Traders usually price in bigger moves in higher-beta stocks, because by their very nature they move up and down more than the broader market. But an interesting thing has been happening over the past few weeks. As noted by the Wall Street Journal, options traders are pricing in smaller moves in the tech-laden Nasdaq 100 (NDX) than for the S&P 500 (SPX).

Volatility in the NDX has historically been higher than the SPX, both because there are fewer stocks in the index and the big tech firms that make up the NDX just tend to move around a lot more due to the nature of their businesses. But because some of these firms have benefited from the stay-at-home orders, tech stocks have held up relatively well, and traders have been pricing in smaller moves.

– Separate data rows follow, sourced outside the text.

//! `From` implementations bridging `carport_config` types to `carport_core` types.

use std::time::Duration;

use crate::config::{DoorSettings, MotionThresholds, RangefinderSettings, SessionTimings};

impl From<&carport_config::MotionModelCfg> for MotionThresholds {
    fn from(c: &carport_config::MotionModelCfg) -> Self {
        Self {
            max_slope: c.max_slope,
            jitter_slope: c.jitter_slope,
        }
    }
}

impl From<&carport_config::TfLunaCfg> for RangefinderSettings {
    fn from(c: &carport_config::TfLunaCfg) -> Self {
        Self {
            serial_port: c.serial_port.clone(),
            baud_rate: c.baud_rate,
            sample_rate: c.sample_rate,
            closed_limit_cm: c.closed_limit,
            open_limit_cm: c.open_limit,
            frame_log: c.serial_parse_log,
        }
    }
}

impl From<&carport_config::DoorCfg> for DoorSettings {
    fn from(c: &carport_config::DoorCfg) -> Self {
        Self {
            actuator_pin: c.actuator_pin,
            down_switch_pin: c.down_state_pin,
            up_switch_pin: c.up_state_pin,
            pulse: Duration::from_millis(c.actuator_pulse_duration_ms),
            check_delay: Duration::from_secs(c.door_check_delay_sec),
            motion: MotionThresholds::from(&c.motion_model),
            rangefinder: RangefinderSettings::from(&c.tf_luna),
        }
    }
}

/// Serial read timeout is applied by the link, not the session.
impl From<&carport_config::SessionCfg> for SessionTimings {
    fn from(c: &carport_config::SessionCfg) -> Self {
        Self {
            command_timeout: Duration::from_millis(c.command_timeout_ms),
            reset_settle: Duration::from_millis(c.reset_settle_ms),
            step_settle: Duration::from_millis(c.step_settle_ms),
            motion_poll: Duration::from_millis(c.motion_poll_ms),
        }
    }
}
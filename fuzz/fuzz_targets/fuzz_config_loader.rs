#![no_main]
use libfuzzer_sys::fuzz_target;

fuzz_target!(|data: &str| {
    // TOML config: parse or validation errors are fine, panics are not.
    if let Ok(cfg) = carport_config::load_toml(data) {
        let _ = cfg.validate();
    }
    // Same input through the legacy JSON door file path.
    if let Ok(doors) = carport_config::parse_doors_json(data) {
        for door in &doors {
            let _ = door.validate();
        }
    }
});
// Copyright (c) 2026 ALAS Technology. MIT License.
// See LICENSE for details.

//! # MESS Protocol: Chain Selection with Artificial Finality
//!
//! Fork choice for a proof-of-work chain, hardened against deep reorgs.
//! Plain heaviest-chain selection happily swaps hours of history for a
//! private chain with marginally more work; here a candidate that forks off
//! the canonical chain must also beat an "antigravity" curve that demands
//! more and more relative work the longer the fork has been diverging.
//!
//! ## Architecture
//!
//! - **config** - Protocol constants and runtime configuration.
//! - **storage** - Headers, total difficulties, canonical index, ancient tier.
//! - **consensus** - Difficulty calculation and pass-through header validation.
//! - **finality** - Antigravity curves, common ancestors, TD ratios, decisions.
//! - **chain** - The `Blockchain` engine that applies decisions atomically.
//! - **metrics** / **logging** - Prometheus counters and tracing setup.
//!
//! ## Quick Start
//!
//! ```no_run
//! use std::sync::Arc;
//! use mess_protocol::prelude::*;
//!
//! let db = Arc::new(ChainDb::open_temporary()?);
//! let chain = Blockchain::new(db, Header::genesis(0, GENESIS_DIFFICULTY), ChainConfig::default())?;
//! chain.set_artificial_finality_enabled(true);
//!
//! let headers = ChainGenerator::default().generate_with_offset(&chain.current_block(), 10, 0);
//! let summary = chain.insert_segment(&headers)?;
//! assert_eq!(summary.decision, Some(Decision::HeadSwitch));
//! # Ok::<(), Box<dyn std::error::Error>>(())
//! ```

pub mod chain;
pub mod config;
pub mod consensus;
pub mod error;
pub mod finality;
pub mod logging;
pub mod metrics;
pub mod storage;

/// The types most callers need.
pub mod prelude {
    pub use crate::chain::{Blockchain, ChainEvent, ChainGenerator, InsertSummary};
    pub use crate::config::{ChainConfig, FinalityConfig, GENESIS_DIFFICULTY};
    pub use crate::error::{ChainError, InsertError};
    pub use crate::finality::{AntigravityCurve, CurveKind, Decision, Evaluation, Rejection};
    pub use crate::storage::{ChainDb, Hash, Header, HeaderReader};
}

As a result, implied volatility for the Nasdaq 100, the VXN, has been below that for the S&P 500, the VIX, for the past 3 weeks. This is highly unusual.

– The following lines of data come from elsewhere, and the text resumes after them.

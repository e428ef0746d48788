//! # Blockchain: The Reorg Decision Engine
//!
//! Accepts candidate header segments and decides, for each, whether it
//! becomes the canonical chain, is kept as a side chain, or is refused by
//! the artificial finality gate.
//!
//! ## Insertion Pipeline
//!
//! ```text
//! segment
//!   │ structural check (hashes, parent links)     ─▶ Validation @ index
//!   │ skip already-stored prefix                   ─▶ no-op if nothing new
//!   │ parent lookup + consensus validation         ─▶ UnknownParent / Validation
//!   │ common ancestor                              ─▶ UnknownAncestor
//!   │ TD-ratio fold over new headers
//!   │ decide(gate snapshot, points, head TD)       ─▶ ArtificialFinalityRejected @ takeover
//!   ▼ one atomic ChainWrite
//! ```
//!
//! ## Concurrency
//!
//! Insertions on one chain are serialised by an insertion mutex, so
//! "evaluate, then apply" is atomic with respect to other insertions. The
//! finality settings sit behind their own `RwLock` and are copied once at
//! the start of each evaluation; toggling the gate mid-evaluation only
//! affects later evaluations. Independent `Blockchain` instances share
//! nothing.

use std::sync::Arc;

use parking_lot::{Mutex, RwLock};
use rayon::prelude::*;
use tokio::sync::broadcast;
use tracing::{debug, info, warn};

use crate::config::{ChainConfig, FinalityConfig};
use crate::consensus::{
    check_segment, DifficultyCalculator, DifficultyValidator, HeaderValidator, ValidationError,
};
use crate::error::{ChainError, ChainResult, InsertError};
use crate::finality::{
    decide, find_common_ancestor, total_difficulty_ratio, Decision, Evaluation, RatioTracker,
};
use crate::metrics::ChainMetrics;
use crate::storage::{short_hash, ChainDb, ChainWrite, DbResult, Difficulty, Hash, Header, HeaderReader};

// ---------------------------------------------------------------------------
// Public Types
// ---------------------------------------------------------------------------

/// Chain notifications, delivered through [`Blockchain::subscribe`].
#[derive(Debug, Clone, PartialEq, Eq)]
pub enum ChainEvent {
    /// The canonical head moved.
    HeadChanged {
        number: u64,
        hash: Hash,
        previous: Hash,
        /// Canonical headers retired by the switch (0 for a plain extension).
        reorg_depth: u64,
    },
    /// A candidate was stored without becoming canonical.
    SideChain { number: u64, hash: Hash, ancestor: u64 },
}

/// Result of a successful [`Blockchain::insert_segment`].
#[derive(Debug, Clone, PartialEq)]
pub struct InsertSummary {
    /// `None` when the segment held nothing new.
    pub decision: Option<Decision>,
    /// Leading headers that were already stored.
    pub known: usize,
    /// Headers written by this call.
    pub written: usize,
    pub head: Hash,
    pub head_number: u64,
}

#[derive(Debug, Clone)]
struct Heads {
    block: Header,
    header: Header,
}

/// A validated segment with the known prefix stripped off.
struct Prepared<'s> {
    known: usize,
    parent: Header,
    new: &'s [Header],
    body: &'s [Header],
    tip: &'s Header,
}

// ---------------------------------------------------------------------------
// Blockchain
// ---------------------------------------------------------------------------

pub struct Blockchain {
    db: Arc<ChainDb>,
    genesis: Header,
    finality: RwLock<FinalityConfig>,
    validator: Arc<dyn HeaderValidator>,
    heads: RwLock<Heads>,
    insert_lock: Mutex<()>,
    events: broadcast::Sender<ChainEvent>,
    metrics: ChainMetrics,
}
//! # Structured Logging
//!
//! Initializes the `tracing` subscriber with configurable format (JSON or
//! pretty-printed) and environment-based filtering via `RUST_LOG`.
//!
//! The library itself only emits events; embedding applications decide
//! whether to install this subscriber or their own.

use tracing_subscriber::util::TryInitError;
use tracing_subscriber::{fmt, layer::SubscriberExt, util::SubscriberInitExt, EnvFilter};

/// Log output format.
#[derive(Debug, Clone, Copy, PartialEq, Eq, Default)]
pub enum LogFormat {
    /// Human-readable, colored output. Suitable for local development.
    #[default]
    Pretty,
    /// Machine-parseable JSON lines. Suitable for production log aggregation.
    Json,
}

impl LogFormat {
    /// Parse a format string. Accepts "json" or "pretty" (case-insensitive).
    /// Returns `Pretty` for any unrecognized value.
    pub fn from_str_lossy(s: &str) -> Self {
        match s.to_lowercase().as_str() {
            "json" => LogFormat::Json,
            _ => LogFormat::Pretty,
        }
    }
}

/// Install the global tracing subscriber.
///
/// Returns an error instead of panicking if a subscriber is already set,
/// so tests can call it freely.
///
/// # Arguments
///
/// * `default_level` - The default filter when `RUST_LOG` is not set.
///   Typical values: `"info"`, `"mess_protocol=debug"`.
/// * `format` - Output format (JSON or pretty-printed).
///
/// # Environment
///
/// `RUST_LOG` overrides `default_level` when set, e.g.:
///
/// ```text
/// RUST_LOG=mess_protocol::chain=debug,mess_protocol::storage=info
/// ```
pub fn init_logging(default_level: &str, format: LogFormat) -> Result<(), TryInitError> {
    let env_filter =
        EnvFilter::try_from_default_env().unwrap_or_else(|_| EnvFilter::new(default_level));

    match format {
        LogFormat::Pretty => {
            tracing_subscriber::registry()
                .with(env_filter)
                .with(
                    fmt::layer()
                        .with_target(true)
                        .with_thread_ids(false)
                        .with_file(true)
                        .with_line_number(true),
                )
                .try_init()?;
        }
        LogFormat::Json => {
            tracing_subscriber::registry()
                .with(env_filter)
                .with(fmt::layer().json().with_target(true))
                .try_init()?;
        }
    }

    tracing::info!("logging initialized (format={:?})", format);
    Ok(())
}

The spread between them is at a record.

By the time the spread between the two implied volatility gauges had been negative for this many days, the S&P rebounded quickly three times (then failed twice) and sold off quickly once then rallied strongly.

The Nasdaq 100 fared better.

Even though the ratio of the Nasdaq 100 to S&P 500 has gone parabolic, these implied volatility flips tended to lead to even more out-performance in the NDX vs SPX.

This should be a good sign for stocks in general, and tech in particular.